_Work to be completed_:
What is needed is an exact retyping of the records below, from the first line through the line that contains "fn pdf_string(text: &str)".

_Recorded information_:
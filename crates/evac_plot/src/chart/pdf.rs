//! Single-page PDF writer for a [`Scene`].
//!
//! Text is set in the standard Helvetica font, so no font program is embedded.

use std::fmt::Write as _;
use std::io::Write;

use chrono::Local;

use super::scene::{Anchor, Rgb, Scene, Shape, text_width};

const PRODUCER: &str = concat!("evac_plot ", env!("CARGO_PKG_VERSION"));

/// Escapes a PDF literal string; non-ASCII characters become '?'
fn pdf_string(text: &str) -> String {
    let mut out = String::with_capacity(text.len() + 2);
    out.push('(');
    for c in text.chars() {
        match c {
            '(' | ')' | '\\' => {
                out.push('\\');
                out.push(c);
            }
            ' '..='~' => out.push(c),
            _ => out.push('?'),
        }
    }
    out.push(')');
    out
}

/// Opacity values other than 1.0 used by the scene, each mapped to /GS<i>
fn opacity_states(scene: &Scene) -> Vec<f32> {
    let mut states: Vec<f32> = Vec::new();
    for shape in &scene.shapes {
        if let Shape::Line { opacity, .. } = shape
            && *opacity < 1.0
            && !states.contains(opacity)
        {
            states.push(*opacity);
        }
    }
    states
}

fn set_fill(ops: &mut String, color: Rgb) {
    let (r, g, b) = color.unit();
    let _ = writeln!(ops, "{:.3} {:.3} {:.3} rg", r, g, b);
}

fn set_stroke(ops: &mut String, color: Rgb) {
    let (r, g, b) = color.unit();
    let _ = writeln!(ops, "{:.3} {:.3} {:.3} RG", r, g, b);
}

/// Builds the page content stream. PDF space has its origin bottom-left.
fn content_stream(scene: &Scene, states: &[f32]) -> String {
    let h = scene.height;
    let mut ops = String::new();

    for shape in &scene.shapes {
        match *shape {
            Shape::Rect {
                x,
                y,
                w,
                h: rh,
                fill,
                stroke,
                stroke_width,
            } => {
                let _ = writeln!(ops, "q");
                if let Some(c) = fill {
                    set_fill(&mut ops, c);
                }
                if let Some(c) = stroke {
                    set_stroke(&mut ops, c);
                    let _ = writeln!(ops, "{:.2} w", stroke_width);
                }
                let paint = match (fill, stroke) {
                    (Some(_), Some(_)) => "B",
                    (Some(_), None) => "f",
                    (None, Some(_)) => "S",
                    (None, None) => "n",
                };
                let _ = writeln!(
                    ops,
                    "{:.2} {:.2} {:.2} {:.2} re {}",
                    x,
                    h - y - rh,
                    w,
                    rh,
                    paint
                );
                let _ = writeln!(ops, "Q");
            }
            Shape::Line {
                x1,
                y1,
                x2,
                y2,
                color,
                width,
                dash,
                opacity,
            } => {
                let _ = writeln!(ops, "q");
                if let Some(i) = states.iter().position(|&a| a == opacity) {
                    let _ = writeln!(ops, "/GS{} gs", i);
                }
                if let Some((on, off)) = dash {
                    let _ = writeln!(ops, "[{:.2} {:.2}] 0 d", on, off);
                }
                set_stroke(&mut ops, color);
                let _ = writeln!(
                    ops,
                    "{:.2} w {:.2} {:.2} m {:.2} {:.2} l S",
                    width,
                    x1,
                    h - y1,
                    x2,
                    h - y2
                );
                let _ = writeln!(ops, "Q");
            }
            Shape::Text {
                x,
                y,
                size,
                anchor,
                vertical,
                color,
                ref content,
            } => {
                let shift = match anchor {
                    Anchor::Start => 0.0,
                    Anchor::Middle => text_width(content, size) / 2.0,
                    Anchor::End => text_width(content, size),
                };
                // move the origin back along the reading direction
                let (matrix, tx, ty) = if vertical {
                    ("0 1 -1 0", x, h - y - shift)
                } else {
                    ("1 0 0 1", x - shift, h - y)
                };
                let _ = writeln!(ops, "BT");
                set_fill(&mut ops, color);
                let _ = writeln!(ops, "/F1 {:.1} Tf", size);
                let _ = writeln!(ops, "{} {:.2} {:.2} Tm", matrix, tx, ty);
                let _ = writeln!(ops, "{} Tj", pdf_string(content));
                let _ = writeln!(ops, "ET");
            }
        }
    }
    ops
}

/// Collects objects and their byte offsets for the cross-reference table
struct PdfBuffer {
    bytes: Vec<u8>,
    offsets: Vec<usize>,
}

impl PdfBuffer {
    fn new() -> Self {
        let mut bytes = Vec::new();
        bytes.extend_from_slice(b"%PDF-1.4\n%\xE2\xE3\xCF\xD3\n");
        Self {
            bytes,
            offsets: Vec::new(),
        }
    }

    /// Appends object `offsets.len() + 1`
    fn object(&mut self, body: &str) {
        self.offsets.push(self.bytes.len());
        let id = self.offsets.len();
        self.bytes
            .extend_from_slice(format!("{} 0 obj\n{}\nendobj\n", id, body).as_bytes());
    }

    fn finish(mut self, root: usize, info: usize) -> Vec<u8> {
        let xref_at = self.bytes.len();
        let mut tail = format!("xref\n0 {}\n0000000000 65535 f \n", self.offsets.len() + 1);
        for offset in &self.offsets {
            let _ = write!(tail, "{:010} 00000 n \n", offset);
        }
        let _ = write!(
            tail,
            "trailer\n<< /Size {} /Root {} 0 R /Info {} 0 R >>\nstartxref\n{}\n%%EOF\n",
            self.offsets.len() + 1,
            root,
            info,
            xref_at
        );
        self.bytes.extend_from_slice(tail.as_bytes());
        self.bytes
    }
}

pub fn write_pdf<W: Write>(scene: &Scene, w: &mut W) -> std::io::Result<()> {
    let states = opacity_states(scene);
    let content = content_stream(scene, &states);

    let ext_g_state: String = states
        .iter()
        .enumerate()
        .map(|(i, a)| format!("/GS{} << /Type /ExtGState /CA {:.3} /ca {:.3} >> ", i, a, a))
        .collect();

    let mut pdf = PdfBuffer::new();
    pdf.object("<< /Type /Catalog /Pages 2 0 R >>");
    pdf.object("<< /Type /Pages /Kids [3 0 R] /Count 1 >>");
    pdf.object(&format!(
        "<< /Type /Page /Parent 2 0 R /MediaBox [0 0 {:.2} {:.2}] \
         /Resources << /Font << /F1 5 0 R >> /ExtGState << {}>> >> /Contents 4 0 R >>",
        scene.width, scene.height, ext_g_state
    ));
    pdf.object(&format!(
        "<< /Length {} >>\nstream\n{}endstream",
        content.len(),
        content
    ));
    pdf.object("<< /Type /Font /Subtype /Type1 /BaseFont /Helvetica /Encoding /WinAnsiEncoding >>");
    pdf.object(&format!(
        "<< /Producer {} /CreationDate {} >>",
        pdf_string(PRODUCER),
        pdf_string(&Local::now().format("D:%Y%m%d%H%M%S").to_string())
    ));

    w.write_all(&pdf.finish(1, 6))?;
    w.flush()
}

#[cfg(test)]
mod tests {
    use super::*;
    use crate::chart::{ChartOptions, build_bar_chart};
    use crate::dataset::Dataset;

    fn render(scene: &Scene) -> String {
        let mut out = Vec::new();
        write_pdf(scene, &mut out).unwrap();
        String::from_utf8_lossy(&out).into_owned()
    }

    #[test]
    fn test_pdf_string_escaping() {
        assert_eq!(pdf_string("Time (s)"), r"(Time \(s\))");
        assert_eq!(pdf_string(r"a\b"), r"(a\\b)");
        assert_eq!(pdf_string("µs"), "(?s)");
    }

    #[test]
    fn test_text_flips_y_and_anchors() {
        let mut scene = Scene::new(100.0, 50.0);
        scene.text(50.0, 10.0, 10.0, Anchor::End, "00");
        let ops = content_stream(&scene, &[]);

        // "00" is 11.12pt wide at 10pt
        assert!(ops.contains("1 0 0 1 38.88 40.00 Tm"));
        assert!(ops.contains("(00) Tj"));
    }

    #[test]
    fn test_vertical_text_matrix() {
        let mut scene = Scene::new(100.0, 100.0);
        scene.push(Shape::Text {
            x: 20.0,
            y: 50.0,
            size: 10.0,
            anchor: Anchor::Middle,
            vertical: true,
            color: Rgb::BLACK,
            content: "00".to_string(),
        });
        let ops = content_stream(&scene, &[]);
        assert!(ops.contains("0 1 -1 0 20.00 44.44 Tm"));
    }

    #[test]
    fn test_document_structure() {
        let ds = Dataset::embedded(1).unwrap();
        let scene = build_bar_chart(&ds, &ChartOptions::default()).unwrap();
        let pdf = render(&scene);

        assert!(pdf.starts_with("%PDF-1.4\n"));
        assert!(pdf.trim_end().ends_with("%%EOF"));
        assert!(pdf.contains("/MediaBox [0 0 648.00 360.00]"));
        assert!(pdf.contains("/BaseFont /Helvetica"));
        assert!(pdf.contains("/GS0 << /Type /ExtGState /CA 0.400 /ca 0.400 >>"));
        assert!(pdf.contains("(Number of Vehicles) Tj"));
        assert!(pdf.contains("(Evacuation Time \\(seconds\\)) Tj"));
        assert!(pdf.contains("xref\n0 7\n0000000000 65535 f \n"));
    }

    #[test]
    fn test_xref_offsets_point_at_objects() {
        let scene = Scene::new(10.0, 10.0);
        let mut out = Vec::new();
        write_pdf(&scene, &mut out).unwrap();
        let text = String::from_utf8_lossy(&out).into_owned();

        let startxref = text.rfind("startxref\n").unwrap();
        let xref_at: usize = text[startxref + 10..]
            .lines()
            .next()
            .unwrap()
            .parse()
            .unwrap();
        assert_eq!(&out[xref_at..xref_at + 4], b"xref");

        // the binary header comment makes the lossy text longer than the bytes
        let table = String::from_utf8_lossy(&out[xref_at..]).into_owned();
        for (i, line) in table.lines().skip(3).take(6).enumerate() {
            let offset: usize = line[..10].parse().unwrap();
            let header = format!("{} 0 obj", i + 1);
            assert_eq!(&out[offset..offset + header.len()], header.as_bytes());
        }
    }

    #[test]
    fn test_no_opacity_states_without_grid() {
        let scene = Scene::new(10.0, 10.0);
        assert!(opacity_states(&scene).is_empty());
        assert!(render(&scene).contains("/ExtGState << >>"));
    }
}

_Reply_:
filename crates/evac_plot/src/chart/pdf.rs
//! Single-page PDF writer for a [`Scene`].
//!
//! Text is set in the standard Helvetica font, so no font program is embedded.

use std::fmt::Write as _;
use std::io::Write;

use chrono::Local;

use super::scene::{Anchor, Rgb, Scene, Shape, text_width};

const PRODUCER: &str = concat!("evac_plot ", env!("CARGO_PKG_VERSION"));

/// Escapes a PDF literal string; non-ASCII characters become '?'
fn pdf_string(text: &str) -> String {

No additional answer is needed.